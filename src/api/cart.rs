//! Server-side cart for customers, and checkout from it.

use axum::{
    extract::State,
    http::StatusCode,
    routing::{get, post, put},
    Json, Router,
};
use serde::Deserialize;
use serde_json::{json, Value};
use sqlx::{PgPool, Postgres, Transaction};
use uuid::Uuid;
use validator::Validate;

use super::extract::{AuthUser, Path, ValidatedJson};
use super::orders::place_order;
use super::AppState;
use crate::domain::aggregates::{Cart, CartLine, Order, PaymentMethod, Product, Role, ShippingAddress};
use crate::domain::value_objects::Quantity;
use crate::error::ApiResult;
use crate::MarketError;

pub fn routes() -> Router<AppState> {
    Router::new()
        .route("/", get(show).delete(clear))
        .route("/items", post(add_item))
        .route("/items/:product_id", put(set_quantity).delete(remove_item))
        .route("/checkout", post(checkout))
}

#[derive(Debug, Deserialize, Validate)]
#[serde(rename_all = "camelCase")]
pub struct AddItemRequest {
    pub product_id: Uuid,
    #[serde(default = "one")]
    #[validate(range(min = 1, max = 1000, message = "quantity must be 1-1000"))]
    pub quantity: i32,
}

fn one() -> i32 { 1 }

#[derive(Debug, Deserialize, Validate)]
pub struct SetQuantityRequest {
    #[validate(range(min = 0, max = 1000, message = "quantity must be 0-1000"))]
    pub quantity: i32,
}

#[derive(Debug, Deserialize, Validate)]
#[serde(rename_all = "camelCase")]
pub struct CheckoutRequest {
    #[validate]
    pub shipping_address: ShippingAddress,
    #[serde(default)]
    pub payment_method: PaymentMethod,
}

const CART_SELECT: &str = "SELECT ci.product_id, p.name, p.price, COALESCE(p.images[1], '') AS image, p.stock, p.is_active, \
     p.wholesaler_id, ci.quantity \
     FROM cart_items ci JOIN products p ON p.id = ci.product_id \
     WHERE ci.user_id = $1 ORDER BY ci.created_at, ci.id";

async fn load_cart(db: &PgPool, user_id: Uuid) -> ApiResult<Cart> {
    let lines = sqlx::query_as::<_, CartLine>(CART_SELECT).bind(user_id).fetch_all(db).await?;
    Ok(Cart::new(lines))
}

async fn fetch_product(db: &PgPool, id: Uuid) -> ApiResult<Product> {
    sqlx::query_as::<_, Product>("SELECT * FROM products WHERE id = $1")
        .bind(id)
        .fetch_optional(db)
        .await?
        .ok_or_else(|| MarketError::ProductNotFound(id).into())
}

async fn show(State(state): State<AppState>, auth: AuthUser) -> ApiResult<Json<Value>> {
    let user = auth.require(&[Role::Customer])?;
    let cart = load_cart(&state.db, user.id).await?;
    Ok(Json(json!({ "cart": cart })))
}

/// Adds `add` units to the customer's line in one statement.
/// Returns the stored quantity, or `None` when the merged line would exceed stock.
async fn merge_line(db: &PgPool, user_id: Uuid, product_id: Uuid, add: Quantity) -> ApiResult<Option<i32>> {
    let add = i32::try_from(add.value()).map_err(|_| MarketError::InvalidQuantity)?;
    let stored: Option<i32> = sqlx::query_scalar(
        "INSERT INTO cart_items (id, user_id, product_id, quantity) VALUES ($1, $2, $3, $4) \
         ON CONFLICT (user_id, product_id) DO UPDATE SET quantity = cart_items.quantity + EXCLUDED.quantity, updated_at = NOW() \
         WHERE cart_items.quantity + EXCLUDED.quantity <= (SELECT stock FROM products WHERE id = EXCLUDED.product_id) \
         RETURNING quantity",
    )
    .bind(Uuid::now_v7())
    .bind(user_id)
    .bind(product_id)
    .bind(add)
    .fetch_optional(db)
    .await?;
    Ok(stored)
}

async fn add_item(
    State(state): State<AppState>,
    auth: AuthUser,
    ValidatedJson(req): ValidatedJson<AddItemRequest>,
) -> ApiResult<(StatusCode, Json<Value>)> {
    let user = auth.require(&[Role::Customer])?;
    let add = Quantity::new(req.quantity).ok_or(MarketError::InvalidQuantity)?;
    let product = fetch_product(&state.db, req.product_id).await?;
    product.check_orderable(add)?;

    if merge_line(&state.db, user.id, product.id, add).await?.is_none() {
        return Err(MarketError::InsufficientStock { name: product.name, available: product.stock }.into());
    }

    let cart = load_cart(&state.db, user.id).await?;
    Ok((StatusCode::CREATED, Json(json!({ "message": "Item added to cart.", "cart": cart }))))
}

async fn set_quantity(
    State(state): State<AppState>,
    auth: AuthUser,
    Path(product_id): Path<Uuid>,
    ValidatedJson(req): ValidatedJson<SetQuantityRequest>,
) -> ApiResult<Json<Value>> {
    let user = auth.require(&[Role::Customer])?;

    match Quantity::new(req.quantity) {
        None => delete_line(&state.db, user.id, product_id).await?,
        Some(qty) => {
            let product = fetch_product(&state.db, product_id).await?;
            product.check_orderable(qty)?;
            let updated = sqlx::query("UPDATE cart_items SET quantity = $3, updated_at = NOW() WHERE user_id = $1 AND product_id = $2")
                .bind(user.id)
                .bind(product_id)
                .bind(req.quantity)
                .execute(&state.db)
                .await?;
            if updated.rows_affected() == 0 {
                return Err(MarketError::CartItemNotFound.into());
            }
        }
    }

    let cart = load_cart(&state.db, user.id).await?;
    Ok(Json(json!({ "message": "Cart updated.", "cart": cart })))
}

async fn delete_line(db: &PgPool, user_id: Uuid, product_id: Uuid) -> ApiResult<()> {
    let deleted = sqlx::query("DELETE FROM cart_items WHERE user_id = $1 AND product_id = $2")
        .bind(user_id)
        .bind(product_id)
        .execute(db)
        .await?;
    if deleted.rows_affected() == 0 {
        return Err(MarketError::CartItemNotFound.into());
    }
    Ok(())
}

async fn remove_item(State(state): State<AppState>, auth: AuthUser, Path(product_id): Path<Uuid>) -> ApiResult<Json<Value>> {
    let user = auth.require(&[Role::Customer])?;
    delete_line(&state.db, user.id, product_id).await?;
    let cart = load_cart(&state.db, user.id).await?;
    Ok(Json(json!({ "message": "Item removed from cart.", "cart": cart })))
}

async fn clear(State(state): State<AppState>, auth: AuthUser) -> ApiResult<Json<Value>> {
    let user = auth.require(&[Role::Customer])?;
    sqlx::query("DELETE FROM cart_items WHERE user_id = $1").bind(user.id).execute(&state.db).await?;
    Ok(Json(json!({ "message": "Cart cleared." })))
}

/// Orders the customer's cart inside `tx` and removes exactly the lines it ordered.
pub async fn checkout_cart(
    tx: &mut Transaction<'_, Postgres>,
    user_id: Uuid,
    address: ShippingAddress,
    method: PaymentMethod,
) -> ApiResult<Order> {
    let locked = sqlx::query_as::<_, CartLine>(&format!("{CART_SELECT} FOR UPDATE OF ci"))
        .bind(user_id)
        .fetch_all(&mut **tx)
        .await?;
    let lines: Vec<(Uuid, Quantity)> = Cart::new(locked)
        .to_order_items()?
        .into_iter()
        .map(|(item, qty)| (item.product, qty))
        .collect();

    let order = place_order(tx, user_id, &lines, address, method).await?;
    let ordered: Vec<Uuid> = lines.iter().map(|(id, _)| *id).collect();
    sqlx::query("DELETE FROM cart_items WHERE user_id = $1 AND product_id = ANY($2)")
        .bind(user_id)
        .bind(&ordered)
        .execute(&mut **tx)
        .await?;
    Ok(order)
}

async fn checkout(
    State(state): State<AppState>,
    auth: AuthUser,
    ValidatedJson(req): ValidatedJson<CheckoutRequest>,
) -> ApiResult<(StatusCode, Json<Value>)> {
    let user = auth.require(&[Role::Customer])?;

    let mut tx = state.db.begin().await?;
    let mut order = checkout_cart(&mut tx, user.id, req.shipping_address, req.payment_method).await?;
    tx.commit().await?;

    state.publish(order.take_events(), Some(user.id)).await;
    Ok((StatusCode::CREATED, Json(json!({ "message": "Order placed successfully!", "order": order }))))
}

#### PROMPT
Determine how many lines of the data above contain the string "show", and answer with the number only.

#### ANSWER SPACE
2